Nobody has a talent for persuasion like DJ Khaled. With each summer album and anthemic single, the Miami-based, Palestinian-American producer/DJ/ host throws a party, invites a slew of featured big-name guests and manages to get them to sing and rap over his light-as-Fluffernutter melodies while he yells, “We the best music” or, “Another one,” a lot. It seems to work. This album has spent two weeks at No. 1.

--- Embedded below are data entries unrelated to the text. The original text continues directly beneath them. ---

//! Solution loading result types and statistics.

use crate::{
    project::{Project, VersionConsistency},
    solution::Solution,
};

/// Result of a [`crate::SolutionLoader`] run.
///
/// Contains the solution along with statistics about the loading process: which project files
/// were loaded, which failed, and which projects have inconsistent versions.
///
/// # Usage
///
/// ```rust,no_run
/// use slnscope::{SolutionLoader, SolutionResult};
///
/// # fn main() -> slnscope::Result<()> {
/// let result: SolutionResult = SolutionLoader::new()
///     .solution_file("Method.Contracts.sln")?
///     .build()?;
///
/// if result.is_complete_success() {
///     println!("Loaded {} projects", result.success_count());
/// } else {
///     for (project, error) in &result.failed_loads {
///         println!("{}: {}", project, error);
///     }
/// }
///
/// for (project, consistency) in &result.version_errors {
///     println!("{}: {}", project, consistency);
/// }
/// # Ok(())
/// # }
/// ```
#[derive(Debug, Clone)]
pub struct SolutionResult {
    /// The solution, with details loaded for every project in `loaded_projects`
    pub solution: Solution,
    /// Names of the projects whose project file was loaded
    pub loaded_projects: Vec<String>,
    /// Projects whose project file failed to load (project name, error message)
    pub failed_loads: Vec<(String, String)>,
    /// Projects whose versions are inconsistent (project name, check outcome)
    pub version_errors: Vec<(String, VersionConsistency)>,
}

impl SolutionResult {
    /// Creates an empty result for `solution`.
    #[must_use]
    pub fn with_solution(solution: Solution) -> Self {
        SolutionResult {
            solution,
            loaded_projects: Vec::new(),
            failed_loads: Vec::new(),
            version_errors: Vec::new(),
        }
    }

    /// Check if every eligible project file was loaded.
    #[must_use]
    pub fn is_complete_success(&self) -> bool {
        self.failed_loads.is_empty()
    }

    /// Check if any project file failed to load.
    #[must_use]
    pub fn has_failures(&self) -> bool {
        !self.failed_loads.is_empty()
    }

    /// Check if any project has inconsistent versions.
    #[must_use]
    pub fn has_version_errors(&self) -> bool {
        !self.version_errors.is_empty()
    }

    /// Iterate over the projects whose project file was loaded, in solution order.
    ///
    /// Unlike [`SolutionResult::loaded_projects`], projects sharing a name stay distinct.
    pub fn loaded(&self) -> impl Iterator<Item = &Project> {
        self.solution
            .projects()
            .iter()
            .filter(|project| project.is_loaded())
    }

    /// Get the number of loaded project files.
    #[must_use]
    pub fn success_count(&self) -> usize {
        self.loaded_projects.len()
    }

    /// Get the number of project files that failed to load.
    #[must_use]
    pub fn failure_count(&self) -> usize {
        self.failed_loads.len()
    }

    pub(crate) fn record_success(&mut self, project: String) {
        self.loaded_projects.push(project);
    }

    pub(crate) fn record_failure(&mut self, project: String, error_message: String) {
        self.failed_loads.push((project, error_message));
    }

    pub(crate) fn record_version_error(&mut self, project: String, consistency: VersionConsistency) {
        self.version_errors.push((project, consistency));
    }
}
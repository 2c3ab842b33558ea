// Copyright 2025 Johann Kempter
//
// Licensed under the Apache License, Version 2.0 (the "License");
// you may not use this file except in compliance with the License.
// You may obtain a copy of the License at
//
//     http://www.apache.org/licenses/LICENSE-2.0
//
// Unless required by applicable law or agreed to in writing, software
// distributed under the License is distributed on an "AS IS" BASIS,
// WITHOUT WARRANTIES OR CONDITIONS OF ANY KIND, either express or implied.
// See the License for the specific language governing permissions and
// limitations under the License.
//
// SPDX-License-Identifier: Apache-2.0

#![doc(html_no_source)]
#![deny(missing_docs)]
//#![deny(unsafe_code)]
// - 'file/physical.rs' uses mmap to map a file into memory

//! # slnscope
//!
//! A cross-platform inspector for Visual Studio solutions and MSBuild project files, written in
//! pure Rust. `slnscope` reads `.sln` files to enumerate their projects, then reads each
//! project file to extract its metadata: target frameworks, versions, package references, SDK
//! and output type. On top of that it runs a version consistency check between the package
//! version and the assembly and file versions.
//!
//! `slnscope` is not an MSBuild evaluator. It reads literal element and attribute values and
//! does not resolve properties, conditions or imports.
//!
//! ## Features
//!
//! - **Solution parsing** - Projects, GUIDs, solution folders, dependencies and the
//!   configuration/platform matrix of `.sln` files
//! - **Project metadata** - SDK, output type, versions, package metadata and build flags
//! - **Target framework decoding** - `net48`, `netstandard2.0`, `netcoreapp3.1` and
//!   `net8.0-windows7.0` decoded into structured versions
//! - **References** - Package references with their conditions, deduplicated project
//!   references
//! - **Consistency checks** - Assembly and file versions compared with the package version
//!
//! ## Quick Start
//!
//! ```toml
//! [dependencies]
//! slnscope = "0.1"
//! ```
//!
//! ### Using the Prelude
//!
//! ```rust,no_run
//! use slnscope::prelude::*;
//!
//! let result = SolutionLoader::new()
//!     .solution_file("Method.Contracts.sln")?
//!     .build()?;
//!
//! for project in result.solution.projects() {
//!     println!("{}: {}", project.name(), project.project_type());
//! }
//! # Ok::<(), slnscope::Error>(())
//! ```
//!
//! ### Basic Usage
//!
//! ```rust,no_run
//! use slnscope::Solution;
//!
//! let mut solution = Solution::from_path("tests/samples/Method.Contracts/Method.Contracts.sln")?;
//! let paths: Vec<_> = solution
//!     .projects()
//!     .iter()
//!     .map(|project| solution.project_path(project))
//!     .collect();
//!
//! for (project, path) in solution.projects_mut().iter_mut().zip(paths) {
//!     if project.project_type().is_msbuild_candidate() {
//!         project.load_details(path)?;
//!         for framework in project.frameworks() {
//!             println!("{} targets {}", project.name(), framework);
//!         }
//!     }
//! }
//! # Ok::<(), slnscope::Error>(())
//! ```
//!
//! ## Architecture
//!
//! - [`solution`] - [`Solution`] entity, the [`SolutionParser`] collaborator trait, the
//!   built-in [`SlnParser`] and the [`SolutionLoader`] builder
//! - [`project`] - [`Project`] entity, the project file extractor, [`Framework`] decoding and
//!   the version consistency check
//! - [`xml`] - Minimal element tree the extractor works on
//! - [`file`] - Input backends (memory-mapped files, in-memory buffers) and text decoding
//!
//! ## Error Handling
//!
//! All operations return [`Result<T, Error>`](Result). Missing elements are never errors;
//! only input that cannot be understood at all is:
//!
//! ```rust,no_run
//! use slnscope::{Error, Solution};
//!
//! match Solution::from_path("tests/samples/Method.Contracts/Method.Contracts.sln") {
//!     Ok(solution) => println!("{} projects", solution.projects().len()),
//!     Err(Error::NotSupported) => println!("Solution format not supported"),
//!     Err(Error::Malformed { message, .. }) => println!("Malformed solution: {}", message),
//!     Err(e) => println!("Other error: {}", e),
//! }
//! ```
//!
//! ## Development and Testing
//!
//! ### Fuzzing
//!
//! ```bash
//! # Install fuzzing tools
//! cargo install cargo-fuzz
//!
//! # Run fuzzers
//! cargo +nightly fuzz run project --release
//! cargo +nightly fuzz run solution --release
//! ```
//!
//! ### Testing
//!
//! ```bash
//! cargo test
//! cargo bench
//! ```

#[macro_use]
pub(crate) mod error;
pub mod file;

/// Shared functionality which is used in unit- and integration-tests
#[cfg(test)]
pub(crate) mod test;

/// Convenient re-exports of the most commonly used types and traits.
///
/// # Example
///
/// ```rust,no_run
/// use slnscope::prelude::*;
///
/// let solution = Solution::from_path("Method.Contracts.sln")?;
/// let folders = solution
///     .projects()
///     .iter()
///     .filter(|project| project.project_type() == ProjectType::SolutionFolder)
///     .count();
/// # Ok::<(), slnscope::Error>(())
/// ```
pub mod prelude;

/// Projects and the metadata read from their project files.
pub mod project;

/// Solutions, solution parsers and the solution loader.
pub mod solution;

/// Minimal XML element tree.
pub mod xml;

/// `slnscope` Result type
///
/// A type alias for `std::result::Result<T, Error>` where the error type is always
/// [`Error`].
///
/// # Examples
///
/// ```rust,no_run
/// use slnscope::{Result, Solution};
///
/// fn load_solution(path: &str) -> Result<Solution> {
///     Solution::from_path(path)
/// }
/// ```
pub type Result<T> = std::result::Result<T, Error>;

/// `slnscope` Error type
///
/// The main error type for all operations in this crate.
pub use error::Error;

pub use project::{
    is_version_compatible, Configuration, Framework, FrameworkMoniker, FrameworkType,
    NullableAnnotation, PackageReference, Project, ProjectFlags, ProjectType, SdkType,
    VersionConsistency,
};
pub use solution::{
    ConfigurationRecord, ProjectRecord, SlnParser, Solution, SolutionLoader, SolutionParser,
    SolutionRecord, SolutionResult,
};
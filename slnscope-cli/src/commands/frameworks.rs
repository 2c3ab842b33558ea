use std::path::Path;

use serde::Serialize;
use slnscope::{Framework, FrameworkMoniker};

use crate::{
    app::GlobalOptions,
    commands::common::{display_failures, failures, load_solution, FailureInfo},
    output::{print_output, Align, TabWriter},
};

#[derive(Debug, Serialize)]
pub struct FrameworkInfo {
    pub project: String,
    pub name: String,
    pub family: String,
    pub major: i32,
    pub minor: i32,
    #[serde(skip_serializing_if = "Option::is_none")]
    pub platform: Option<String>,
    pub platform_major: i32,
    pub platform_minor: i32,
}

#[derive(Debug, Serialize)]
pub struct FrameworkList {
    pub frameworks: Vec<FrameworkInfo>,
    /// Projects declaring frameworks of which none could be decoded.
    #[serde(skip_serializing_if = "Vec::is_empty")]
    pub undecoded: Vec<String>,
    #[serde(skip_serializing_if = "Vec::is_empty")]
    pub failed: Vec<FailureInfo>,
}

fn framework_info(project: &str, framework: &Framework) -> FrameworkInfo {
    FrameworkInfo {
        project: project.to_string(),
        name: framework.name().to_string(),
        family: framework.framework_type().to_string(),
        major: framework.major(),
        minor: framework.minor(),
        platform: (framework.moniker() != FrameworkMoniker::None)
            .then(|| framework.moniker().to_string()),
        platform_major: framework.moniker_major(),
        platform_minor: framework.moniker_minor(),
    }
}

fn version_text(major: i32, minor: i32) -> String {
    if major < 0 {
        "-".to_string()
    } else {
        format!("{major}.{minor}")
    }
}

pub fn run(path: &Path, opts: &GlobalOptions) -> anyhow::Result<()> {
    let result = load_solution(path, true)?;

    let mut list = FrameworkList {
        frameworks: Vec::new(),
        undecoded: Vec::new(),
        failed: failures(&result),
    };

    for project in result.loaded() {
        if project.has_target_frameworks() && project.frameworks().is_empty() {
            list.undecoded.push(project.name().to_string());
        }

        list.frameworks.extend(
            project
                .frameworks()
                .iter()
                .map(|framework| framework_info(project.name(), framework)),
        );
    }

    print_output(&list, opts, |list| {
        let mut tw = TabWriter::new(&[
            ("Project", Align::Left),
            ("Framework", Align::Left),
            ("Family", Align::Left),
            ("Version", Align::Right),
            ("Platform", Align::Left),
            ("Platform version", Align::Right),
        ]);
        for framework in &list.frameworks {
            tw.row(vec![
                framework.project.clone(),
                framework.name.clone(),
                framework.family.clone(),
                version_text(framework.major, framework.minor),
                framework.platform.clone().unwrap_or_else(|| "-".to_string()),
                version_text(framework.platform_major, framework.platform_minor),
            ]);
        }
        tw.print_or("No target frameworks found.");

        for project in &list.undecoded {
            println!("{project}: no target framework could be decoded");
        }
        display_failures(&list.failed);
    })
}
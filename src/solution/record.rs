//! Raw records produced by a [`crate::SolutionParser`].
//!
//! Records are plain data with public fields: a parser fills them in, and
//! [`crate::Solution`] turns them into entities.

/// One solution configuration a project takes part in.
#[derive(Debug, Clone, Default, PartialEq, Eq)]
pub struct ConfigurationRecord {
    /// Solution configuration key, `"<configuration>|<platform>"`
    pub key: String,
    /// Project configuration built for this solution configuration, e.g. `Debug|AnyCPU`
    pub project_configuration: String,
    /// The project is built in this solution configuration
    pub include_in_build: bool,
}

/// A project declared in a solution.
#[derive(Debug, Clone, Default, PartialEq, Eq)]
pub struct ProjectRecord {
    /// Project name
    pub name: String,
    /// Path of the project file, relative to the solution directory, as written
    pub relative_path: String,
    /// Project GUID, braces included
    pub guid: String,
    /// Type tag, see [`crate::ProjectType::from_solution_tag`]
    pub project_type: String,
    /// Extension of the project file, dot included
    pub extension: String,
    /// Depth in the dependency graph, `-1` when undefined
    pub dependency_level: i32,
    /// The project builds a static library
    pub is_static_library: bool,
    /// GUIDs of the projects this project depends on
    pub dependencies: Vec<String>,
    /// GUIDs of the projects referenced through solution-level properties
    pub project_references: Vec<String>,
    /// GUID of the containing solution folder
    pub parent_guid: Option<String>,
    /// Solution configurations the project takes part in
    pub configurations: Vec<ConfigurationRecord>,
}

/// Everything a solution parser extracts from a solution.
#[derive(Debug, Clone, Default, PartialEq, Eq)]
pub struct SolutionRecord {
    /// File format version, e.g. `12.00`
    pub format_version: String,
    /// Version of Visual Studio that last saved the solution
    pub visual_studio_version: String,
    /// Oldest version of Visual Studio that can open the solution
    pub minimum_visual_studio_version: String,
    /// Solution configuration keys, `"<configuration>|<platform>"`, in declaration order
    pub configurations: Vec<String>,
    /// Projects, in declaration order
    pub projects: Vec<ProjectRecord>,
}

Sometimes, it’s a groovy, intimate affair, like Drake on the murky “To the Max.” Sometimes, Khaled packs a clown car (the flighty “Down for Life”) with as many as five pals (Future, Travis Scott, Kodak Black, PartyNext-Door, Rick Ross) and it’s a slapstick mess.

The sultry, boastful “Shining” features Beyonce and Jay Z. “I’m the One” has Justin Bieber at his muskiest, with Quavo, Chance the Rapper and Lil Wayne along for the rough ride. The extra-long Grateful’s most winning moments come with its most understated elements, like when Rihanna does her usual Eartha Kitt purr against a Carlos Santana guitar sample on “Wild Thoughts,” or the down-tempo Calvin Harris/ Travis Scott/Jeremih collaboration “Don’t Stop.” After that, talents like Nicki Minaj, Migos, and more get caught in a maelstrom of dance-hop that’s funked up but sameish. Aural wallpaper punctuated by the host’s loutish shouts is good, but not great. Another one?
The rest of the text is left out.